• **Data excerpts**:
____

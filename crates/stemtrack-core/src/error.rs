//! Mixer error types

use thiserror::Error;

use crate::types::DeviceKey;

/// Errors surfaced by the transport and recording engine
#[derive(Error, Debug)]
pub enum MixerError {
    /// No input devices available at all
    #[error("No audio input devices found")]
    NoDevices,

    /// Device could not be opened (permission denied, busy, unplugged)
    #[error("Cannot access input device '{device}': {reason}")]
    DeviceAccess { device: String, reason: String },

    /// Named device does not exist
    #[error("Input device not found: {0}")]
    DeviceNotFound(String),

    /// Failed to build a capture stream
    #[error("Failed to build capture stream: {0}")]
    StreamBuild(String),

    /// Recording requested with nothing armed
    #[error("No armed tracks - arm at least one track before recording")]
    NoArmedTracks,

    /// A recording session is already running
    #[error("A recording session is already active")]
    AlreadyRecording,

    /// Stop/punch operation without an active session
    #[error("No recording session is active")]
    NotRecording,

    /// A device's captured stream could not be decoded into a buffer.
    /// Isolated per device: other devices' takes are unaffected.
    #[error("Failed to decode capture from device '{device}': {reason}")]
    DecodeFailed { device: DeviceKey, reason: String },

    /// Bleed removal requires matching sample rates
    #[error("Sample rate mismatch: recorded={recorded}Hz, reference={reference}Hz")]
    SampleRateMismatch { recorded: u32, reference: u32 },

    /// Operation referenced a track id that does not exist
    #[error("Unknown track: {0}")]
    UnknownTrack(crate::types::TrackId),

    /// Export requested for a track that has no captured take
    #[error("Track {0} has no take to export")]
    NoTake(crate::types::TrackId),

    /// Take could not be written to disk
    #[error("Failed to export take: {0}")]
    Export(String),

    /// Calibration/config persistence failure
    #[error("Config error: {0}")]
    Config(String),
}

/// Result type for mixer operations
pub type MixerResult<T> = Result<T, MixerError>;
//! WAV export for finished takes

use std::path::Path;

use anyhow::{Context, Result};
use hound::{SampleFormat, WavSpec, WavWriter};

use crate::types::SampleBuffer;

/// Write a buffer as 16-bit stereo PCM
pub fn write_wav(buffer: &SampleBuffer, path: &Path) -> Result<()> {
    let spec = WavSpec {
        channels: 2,
        sample_rate: buffer.sample_rate(),
        bits_per_sample: 16,
        sample_format: SampleFormat::Int,
    };

    let mut writer = WavWriter::create(path, spec)
        .with_context(|| format!("failed to create {:?}", path))?;

    for &sample in buffer.as_interleaved() {
        let clamped = sample.clamp(-1.0, 1.0);
        writer
            .write_sample((clamped * i16::MAX as f32) as i16)
            .context("failed to write sample")?;
    }

    writer.finalize().context("failed to finalize WAV")?;
    log::info!("Wrote {:?} ({} frames)", path, buffer.len());
    Ok(())
}

/// Default filename for a take, stamped with the local time
pub fn take_filename(track_name: &str) -> String {
    let stamp = chrono::Local::now().format("%Y-%m-%d %H-%M-%S");
    format!("{} {}.wav", track_name, stamp)
}

#[cfg(test)]
mod tests {
    use super::*;
    use crate::types::StereoFrame;

    #[test]
    fn test_roundtrip_through_hound() {
        let dir = tempfile::tempdir().unwrap();
        let path = dir.path().join("take.wav");

        let mut buffer = SampleBuffer::new(48000);
        for i in 0..100 {
            buffer.push(StereoFrame::new(i as f32 / 200.0, -(i as f32) / 200.0));
        }
        write_wav(&buffer, &path).unwrap();

        let mut reader = hound::WavReader::open(&path).unwrap();
        let spec = reader.spec();
        assert_eq!(spec.channels, 2);
        assert_eq!(spec.sample_rate, 48000);

        let samples: Vec<i16> = reader.samples::<i16>().map(|s| s.unwrap()).collect();
        assert_eq!(samples.len(), 200);
        // Frame 50 left = 0.25
        let expected = (0.25 * i16::MAX as f32) as i16;
        assert_eq!(samples[100], expected);
    }

    #[test]
    fn test_out_of_range_samples_clamped() {
        let dir = tempfile::tempdir().unwrap();
        let path = dir.path().join("hot.wav");

        let mut buffer = SampleBuffer::new(44100);
        buffer.push(StereoFrame::new(2.0, -3.0));
        write_wav(&buffer, &path).unwrap();

        let mut reader = hound::WavReader::open(&path).unwrap();
        let samples: Vec<i16> = reader.samples::<i16>().map(|s| s.unwrap()).collect();
        assert_eq!(samples, vec![i16::MAX, -i16::MAX]);
    }

    #[test]
    fn test_take_filename_shape() {
        let name = take_filename("Vocals");
        assert!(name.starts_with("Vocals "));
        assert!(name.ends_with(".wav"));
    }
}
#[cfg(test)]
mod tests {
    use super::*;

    fn stem_with(name: &str, secs: f64, value: Sample) -> Stem {
        let sr = 48000;
        let frames = vec![StereoFrame::mono(value); (secs * sr as f64) as usize];
        Stem::new(name, Arc::new(SampleBuffer::from_frames(frames, sr)))
    }

    fn session_with_two_stems() -> (PlaybackSession, TransportClock) {
        let mut session = PlaybackSession::new(48000);
        session.add_stem(stem_with("vocals", 5.0, 0.25));
        session.add_stem(stem_with("drums", 5.0, 0.5));
        let clock = TransportClock::unity(session.duration());
        (session, clock)
    }

    #[test]
    fn test_play_creates_one_source_per_stem() {
        let (mut session, clock) = session_with_two_stems();
        session.play(&clock);
        assert!(session.stems().iter().all(|s| s.has_live_source()));

        // Repeated play never stacks a second source on a stem
        session.play(&clock);
        session.play(&clock);
        assert!(session.stems().iter().all(|s| s.has_live_source()));
    }

    #[test]
    fn test_pause_consumes_sources() {
        let (mut session, mut clock) = session_with_two_stems();
        session.play(&clock);
        session.pause(&mut clock, 1.0);
        assert!(!session.is_playing());
        assert!(session.stems().iter().all(|s| !s.has_live_source()));
    }

    #[test]
    fn test_lanes_start_from_one_offset() {
        let (mut session, mut clock) = session_with_two_stems();
        clock.set_position(2.0, 0.0);
        session.play(&clock);

        let mut out = vec![StereoFrame::silence(); 64];
        session.render(&mut out);
        // Both stems audible, summed: 0.25 + 0.5
        assert!((out[0].left - 0.75).abs() < 1e-6);
    }

    #[test]
    fn test_mute_and_solo_policy() {
        let (mut session, clock) = session_with_two_stems();
        session.play(&clock);

        // Muting drops only the muted stem
        session.stem_mut("vocals").unwrap().muted = true;
        let mut out = vec![StereoFrame::silence(); 16];
        session.render(&mut out);
        assert!((out[0].left - 0.5).abs() < 1e-6);

        // A solo overrides mute flags on every non-soloed lane
        session.stem_mut("vocals").unwrap().muted = false;
        session.stem_mut("vocals").unwrap().soloed = true;
        session.render(&mut out);
        assert!((out[0].left - 0.25).abs() < 1e-6);
    }

    #[test]
    fn test_stem_active_toggles_mid_play() {
        let (mut session, clock) = session_with_two_stems();
        session.stem_mut("drums").unwrap().active = false;
        session.play(&clock);

        // The inactive stem is silent but its cursor keeps pace
        let mut out = vec![StereoFrame::silence(); 64];
        session.render(&mut out);
        assert!((out[0].left - 0.25).abs() < 1e-6);

        // Activating mid-play is audible on the very next quantum
        session.stem_mut("drums").unwrap().active = true;
        session.render(&mut out);
        assert!((out[0].left - 0.75).abs() < 1e-6);

        // And deactivating mid-play silences just as immediately
        session.stem_mut("drums").unwrap().active = false;
        session.render(&mut out);
        assert!((out[0].left - 0.25).abs() < 1e-6);
    }

    #[test]
    fn test_loop_wraps_to_start() {
        let (mut session, mut clock) = session_with_two_stems();
        session.set_loop(1.0, 2.0);
        clock.set_position(1.5, 0.0);
        session.play(&clock);

        // Cross the loop end: next observable position is loopStart
        session.tick(&mut clock, 0.6);
        assert!((clock.position() - 1.0).abs() < 1e-9);
        assert!(session.is_playing());
        assert!(session.stems().iter().all(|s| s.has_live_source()));
    }

    #[test]
    fn test_scenario_play_seek_end_stop() {
        let (mut session, mut clock) = session_with_two_stems();
        clock.tick(0.0);
        session.play(&clock);

        // 2 simulated seconds at unity tempo
        session.tick(&mut clock, 2.0);
        assert!((clock.position() - 2.0).abs() < 1e-9);

        session.seek_to(4.5, &mut clock, 2.0);
        assert!(session.is_playing());

        // 1 more second pushes past the 5s duration: transport halts, rewinds
        session.tick(&mut clock, 3.0);
        assert!(!session.is_playing());
        assert_eq!(clock.position(), 0.0);
    }

    #[test]
    fn test_seek_never_overlaps_sources() {
        let (mut session, mut clock) = session_with_two_stems();
        session.play(&clock);
        session.seek_to(3.0, &mut clock, 0.5);
        // Still exactly one live source per stem
        for stem in session.stems() {
            assert!(stem.has_live_source());
        }
    }

    #[test]
    fn test_track_scheduled_start() {
        let mut session = PlaybackSession::new(48000);
        session.add_stem(stem_with("guide", 4.0, 0.0));
        let mut track = Track::new(TrackId(1), "take 1");
        track.set_take(
            SampleBuffer::from_frames(vec![StereoFrame::mono(1.0); 48000], 48000),
            2.0,
        );
        session.add_track(track);

        let clock = TransportClock::unity(session.duration());
        session.play(&clock);

        // One second of render from t=0: the take starts at 2.0s, so silence
        let mut out = vec![StereoFrame::silence(); 48000];
        session.render(&mut out);
        assert_eq!(out[47999].left, 0.0);

        // Second second: still before the take
        session.render(&mut out);
        assert_eq!(out[47999].left, 0.0);

        // Third second: the take is audible
        session.render(&mut out);
        assert_eq!(out[0].left, 1.0);
    }

    #[test]
    fn test_natural_end_rewinds() {
        let mut session = PlaybackSession::new(48000);
        session.add_stem(stem_with("only", 0.01, 0.5));
        let mut clock = TransportClock::unity(10.0); // clock bound larger than audio
        clock.tick(0.0);
        session.play(&clock);

        // Render past the end of the only buffer
        let mut out = vec![StereoFrame::silence(); 1024];
        session.render(&mut out);
        session.tick(&mut clock, 0.05);

        assert!(!session.is_playing());
        assert_eq!(clock.position(), 0.0);
    }

    #[test]
    fn test_pan_law() {
        assert_eq!(pan_gains(0.0), (1.0, 1.0));
        assert_eq!(pan_gains(-1.0), (1.0, 0.0));
        assert_eq!(pan_gains(1.0), (0.0, 1.0));
    }
}
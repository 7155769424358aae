//! Tempo/pitch processing node
//!
//! Wraps signalsmith-stretch as the external processing node the transport
//! routes through. The core never implements time-stretching itself: it
//! configures the node (ratio, pitch) and schedules buffers through it.
//!
//! The node publishes its effective ratio through a [`TempoTap`] so the
//! transport clock can read it without holding a reference to the node -
//! dependency injection instead of an ambient global.

use std::sync::atomic::{AtomicU64, Ordering};
use std::sync::Arc;

use signalsmith_stretch::Stretch;

use crate::types::SampleBuffer;

/// Stereo processing
const CHANNELS: u32 = 2;

/// Source of the effective real-time-to-playback-time ratio
///
/// 1.0 means one second of wall time advances the song by one second.
pub trait TempoProvider {
    fn tempo_ratio(&self) -> f64;
}

/// Fixed unity tempo, used when no processing node is present
#[derive(Debug, Clone, Copy, Default)]
pub struct UnityTempo;

impl TempoProvider for UnityTempo {
    fn tempo_ratio(&self) -> f64 {
        1.0
    }
}

/// Lock-free shared view of a stretch node's current ratio
///
/// The node writes on every ratio change; the clock reads every tick.
/// f64 bits in an AtomicU64, relaxed ordering - only visibility matters.
#[derive(Debug)]
pub struct TempoTap {
    ratio_bits: AtomicU64,
}

impl TempoTap {
    pub fn new() -> Arc<Self> {
        Arc::new(Self {
            ratio_bits: AtomicU64::new(1.0f64.to_bits()),
        })
    }

    fn publish(&self, ratio: f64) {
        self.ratio_bits.store(ratio.to_bits(), Ordering::Relaxed);
    }
}

impl TempoProvider for TempoTap {
    fn tempo_ratio(&self) -> f64 {
        f64::from_bits(self.ratio_bits.load(Ordering::Relaxed))
    }
}

impl TempoProvider for Arc<TempoTap> {
    fn tempo_ratio(&self) -> f64 {
        self.as_ref().tempo_ratio()
    }
}

/// Tempo/pitch node wrapping signalsmith-stretch
///
/// Ratio semantics: playback seconds advanced per real second. ratio > 1.0
/// plays faster (more song per second of output), ratio < 1.0 slower.
/// Pitch shifting is independent of tempo (for key adjustment).
pub struct StretchNode {
    stretcher: Stretch,
    ratio: f64,
    pitch_semitones: f64,
    tap: Arc<TempoTap>,
}

impl StretchNode {
    pub fn new(sample_rate: u32) -> Self {
        Self {
            stretcher: Stretch::preset_default(CHANNELS, sample_rate),
            ratio: 1.0,
            pitch_semitones: 0.0,
            tap: TempoTap::new(),
        }
    }

    /// Shared ratio tap for the transport clock
    pub fn tap(&self) -> Arc<TempoTap> {
        Arc::clone(&self.tap)
    }

    /// Set the tempo ratio, clamped to a usable range
    pub fn set_ratio(&mut self, ratio: f64) {
        self.ratio = ratio.clamp(0.5, 2.0);
        self.tap.publish(self.ratio);
    }

    pub fn ratio(&self) -> f64 {
        self.ratio
    }

    /// Pitch shift in semitones, clamped to one octave either way
    pub fn set_pitch_semitones(&mut self, semitones: f64) {
        self.pitch_semitones = semitones.clamp(-12.0, 12.0);
        self.stretcher
            .set_transpose_factor_semitones(self.pitch_semitones as f32, None);
    }

    pub fn pitch_semitones(&self) -> f64 {
        self.pitch_semitones
    }

    /// Reset internal state. Called whenever stem routing is rebuilt
    /// (seek restart, scratch exit) so stale windows don't smear across
    /// the discontinuity.
    pub fn reset(&mut self) {
        self.stretcher.reset();
    }

    /// Process a buffer through the node.
    ///
    /// `input` holds `input.len()` frames read from the stems at native
    /// rate; `output` receives `output.len()` frames at the target rate.
    /// The actual stretch applied is the size ratio between them. Both
    /// views are zero-copy interleaved casts.
    pub fn process(&mut self, input: &SampleBuffer, output: &mut SampleBuffer) {
        if input.is_empty() {
            output.fill_silence();
            return;
        }

        let in_len = input.len();
        let out_len = output.len();
        let out_interleaved = output.as_interleaved_mut();
        out_interleaved[..out_len * 2].fill(0.0);

        self.stretcher.process(
            &input.as_interleaved()[..in_len * 2],
            &mut out_interleaved[..out_len * 2],
        );
    }
}
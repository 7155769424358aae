//! Offline signal processing applied to finished takes

pub mod bleed;

pub use bleed::remove_bleed;
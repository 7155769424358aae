//! The mixer facade
//!
//! Owns every moving part (transport clock, playback session, scratch
//! controller, stretch node, device pool, recording session, calibrator)
//! and exposes the operations the UI drives, directly or through the
//! command queue. Single-threaded by design: the host render loop calls
//! `tick`/`render`, device callbacks only ever touch lock-free handoffs.
//!
//! Render path: stems and tracks sum at native rate, the stretch node
//! resamples to the output rate when tempo or pitch is engaged, then the
//! calibration click, the recording reference tap and input monitors are
//! applied to the master bus in that order.

use std::sync::Arc;

use crate::capture::backend::{CaptureBackend, CpalCaptureBackend, InputDevice};
use crate::capture::calibrate::LatencyCalibrator;
use crate::capture::pool::DeviceStreamPool;
use crate::capture::session::RecordingSession;
use crate::clock::TransportClock;
use crate::error::{MixerError, MixerResult};
use crate::stretch::StretchNode;
use crate::types::{DeviceKey, Sample, SampleBuffer, StereoFrame, TrackId};

use super::command::EngineCommand;
use super::playback::{PlaybackSession, Stem, Track};
use super::scratch::ScratchController;

pub struct StemMixer {
    sample_rate: u32,
    clock: TransportClock,
    playback: PlaybackSession,
    scratch: ScratchController,
    stretch: StretchNode,
    pool: DeviceStreamPool,
    recorder: RecordingSession,
    calibrator: LatencyCalibrator,
    next_track_id: u64,
    // Reused across renders to keep the hot path allocation-free once warm
    stretch_input: SampleBuffer,
    stretch_output: SampleBuffer,
}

____

• **Problem**: Although the records may continue, retype only the lines from the first one through the one containing "a capture stream", exactly as they appear.

• **Written reply**:
filename crates/stemtrack-core/src/error.rs
//! Mixer error types

use thiserror::Error;

use crate::types::DeviceKey;

/// Errors surfaced by the transport and recording engine
#[derive(Error, Debug)]
pub enum MixerError {
    /// No input devices available at all
    #[error("No audio input devices found")]
    NoDevices,

    /// Device could not be opened (permission denied, busy, unplugged)
    #[error("Cannot access input device '{device}': {reason}")]
    DeviceAccess { device: String, reason: String },

    /// Named device does not exist
    #[error("Input device not found: {0}")]
    DeviceNotFound(String),

    /// Failed to build a capture stream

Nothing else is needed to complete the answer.